Task description:
One line in the listing below contains "pub fn normalize_universe<I, S>(symbols: I)". Repeat that line and each line after it exactly, ending with the last one.

Data for analysis:
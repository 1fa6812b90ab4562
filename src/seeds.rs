//! Seed-list retrieval: the newline-delimited file naming every tracked
//! repository, kept in the catalog repository itself.

use thiserror::Error;
use tracing::warn;
use url::Url;

use crate::config::HarvestConfig;
use crate::model::RepoRef;
use crate::traits::{ApiError, RepoClient};

/// The seed list could not be fetched. Fatal: there is nothing to harvest.
#[derive(Error, Debug)]
#[error("seed list '{path}' unavailable: {source}")]
pub struct SeedListError {
    pub path: String,
    #[source]
    pub source: ApiError,
}

/// Fetches and parses the seed list from the catalog repository's default
/// branch. Unparseable lines are skipped with a warning.
pub async fn load_tracked_repositories(
    client: &dyn RepoClient,
    config: &HarvestConfig,
) -> Result<Vec<RepoRef>, SeedListError> {
    let repo = &config.catalog_repo;
    let wrap = |source| SeedListError {
        path: config.seed_path.clone(),
        source,
    };

    let info = client.repo_info(repo).await.map_err(wrap)?;
    let raw = client
        .raw_file(repo, &info.default_branch, &config.seed_path)
        .await
        .map_err(wrap)?;
    let text = String::from_utf8_lossy(&raw);

    let mut repos = Vec::new();
    for line in text.lines().map(str::trim).filter(|l| !l.is_empty()) {
        match parse_seed_line(line) {
            Some(repo) => repos.push(repo),
            None => warn!(%line, "skipping unparseable seed line"),
        }
    }
    Ok(repos)
}

/// Parses one seed line: a repository URL, or a bare `owner/name` pair.
/// The URL's path component is split on the first `/`.
pub fn parse_seed_line(line: &str) -> Option<RepoRef> {
    let path = match Url::parse(line) {
        Ok(url) => url.path().trim_matches('/').to_string(),
        Err(_) => line.trim_matches('/').to_string(),
    };
    let (owner, name) = path.split_once('/')?;
    let name = name.trim_end_matches(".git");
    if owner.is_empty() || name.is_empty() || name.contains('/') {
        return None;
    }
    Some(RepoRef::new(owner, name))
}
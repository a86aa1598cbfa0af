//! Technical + sentiment admission check.

use crate::domain::fundamental::{FundamentalSnapshot, Recommendation};
use crate::domain::technical::TechnicalSnapshot;

#[derive(Debug, Clone, Copy, PartialEq)]
pub struct GateThresholds {
    /// Price must be at least this multiple of the 52-week low.
    pub floor_multiplier: f64,
    /// Price must be at least this fraction of the 52-week high.
    pub ceiling_multiplier: f64,
}

impl Default for GateThresholds {
    fn default() -> Self {
        Self {
            floor_multiplier: 1.3,
            ceiling_multiplier: 0.75,
        }
    }
}

#[derive(Debug, Clone, Copy, PartialEq, Eq)]
pub struct GateOutcome {
    pub trend_aligned: bool,
    pub above_floor: bool,
    pub near_ceiling: bool,
    pub sentiment_ok: bool,
}

impl GateOutcome {
    pub fn admitted(&self) -> bool {
        self.trend_aligned && self.above_floor && self.near_ceiling && self.sentiment_ok
    }
}

pub fn evaluate_gate(
    technical: &TechnicalSnapshot,
    fundamental: &FundamentalSnapshot,
    thresholds: &GateThresholds,
) -> GateOutcome {
    let price = technical.latest_price;
    GateOutcome {
        trend_aligned: price > technical.ema_short && technical.ema_short > technical.ema_long,
        above_floor: price >= thresholds.floor_multiplier * technical.low_52w,
        near_ceiling: price >= thresholds.ceiling_multiplier * technical.high_52w,
        sentiment_ok: fundamental.recommendation == Some(Recommendation::Buy),
    }
}
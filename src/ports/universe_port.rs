//! Universe port trait.

use crate::domain::error::ScreenerError;

pub trait UniverseProvider: Send + Sync {
    /// The benchmark's constituent symbols. A failure here aborts the run.
    fn fetch_universe(&self) -> Result<Vec<String>, ScreenerError>;
}
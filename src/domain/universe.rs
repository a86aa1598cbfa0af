//! Screening universe: code list parsing and normalisation.

use std::collections::BTreeSet;
use std::collections::HashSet;

#[derive(Debug, Clone, thiserror::Error)]
pub enum UniverseError {
    #[error("empty token in code list")]
    EmptyToken,

    #[error("duplicate code: {0}")]
    DuplicateCode(String),

    #[error("universe is empty")]
    Empty,

    #[error("failed to load universe: {0}")]
    Unavailable(String),
}

/// Parses a comma-separated code list, keeping input order.
pub fn parse_codes(input: &str) -> Result<Vec<String>, UniverseError> {
    let mut codes = Vec::new();
    let mut seen = HashSet::new();

    for token in input.split(',') {
        let trimmed = token.trim();
        if trimmed.is_empty() {
            return Err(UniverseError::EmptyToken);
        }
        let code = trimmed.to_uppercase();
        if seen.contains(&code) {
            return Err(UniverseError::DuplicateCode(code));
        }
        seen.insert(code.clone());
        codes.push(code);
    }

    Ok(codes)
}

/// Trims, uppercases, sorts and deduplicates symbols fetched from a provider.
///
/// Blank entries are dropped. An empty result is an error since there is
/// nothing to screen.
pub fn normalize_universe<I, S>(symbols: I) -> Result<Vec<String>, UniverseError>
where
    I: IntoIterator<Item = S>,
    S: AsRef<str>,
{
    let set: BTreeSet<String> = symbols
        .into_iter()
        .map(|s| s.as_ref().trim().to_uppercase())
        .filter(|s| !s.is_empty())
        .collect();

    if set.is_empty() {
        return Err(UniverseError::Empty);
    }
    Ok(set.into_iter().collect())
}
//! CSV export of screen results.

use crate::domain::aggregate::{ScreenResult, RESULT_COLUMNS};
use crate::domain::error::ScreenerError;
use crate::ports::report_port::ReportPort;
use std::path::PathBuf;

pub struct CsvReportAdapter {
    path: PathBuf,
}

impl CsvReportAdapter {
    pub fn new(path: PathBuf) -> Self {
        Self { path }
    }
}

impl ReportPort for CsvReportAdapter {
    fn write(&self, results: &[ScreenResult]) -> Result<(), ScreenerError> {
        let mut wtr = csv::Writer::from_path(&self.path)?;
        if results.is_empty() {
            wtr.write_record(RESULT_COLUMNS)?;
        }
        for result in results {
            wtr.serialize(result)?;
        }
        wtr.flush()?;
        Ok(())
    }
}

Written response:
pub fn normalize_universe<I, S>(symbols: I) -> Result<Vec<String>, UniverseError>
where
    I: IntoIterator<Item = S>,
    S: AsRef<str>,
{
    let set: BTreeSet<String> = symbols
        .into_iter()
        .map(|s| s.as_ref().trim().to_uppercase())
        .filter(|s| !s.is_empty())
        .collect();

    if set.is_empty() {
        return Err(UniverseError::Empty);
    }
    Ok(set.into_iter().collect())
}
//! CSV export of screen results.

use crate::domain::aggregate::{ScreenResult, RESULT_COLUMNS};
use crate::domain::error::ScreenerError;
use crate::ports::report_port::ReportPort;
use std::path::PathBuf;

pub struct CsvReportAdapter {
    path: PathBuf,
}

impl CsvReportAdapter {
    pub fn new(path: PathBuf) -> Self {
        Self { path }
    }
}

impl ReportPort for CsvReportAdapter {
    fn write(&self, results: &[ScreenResult]) -> Result<(), ScreenerError> {
        let mut wtr = csv::Writer::from_path(&self.path)?;
        if results.is_empty() {
            wtr.write_record(RESULT_COLUMNS)?;
        }
        for result in results {
            wtr.serialize(result)?;
        }
        wtr.flush()?;
        Ok(())
    }
}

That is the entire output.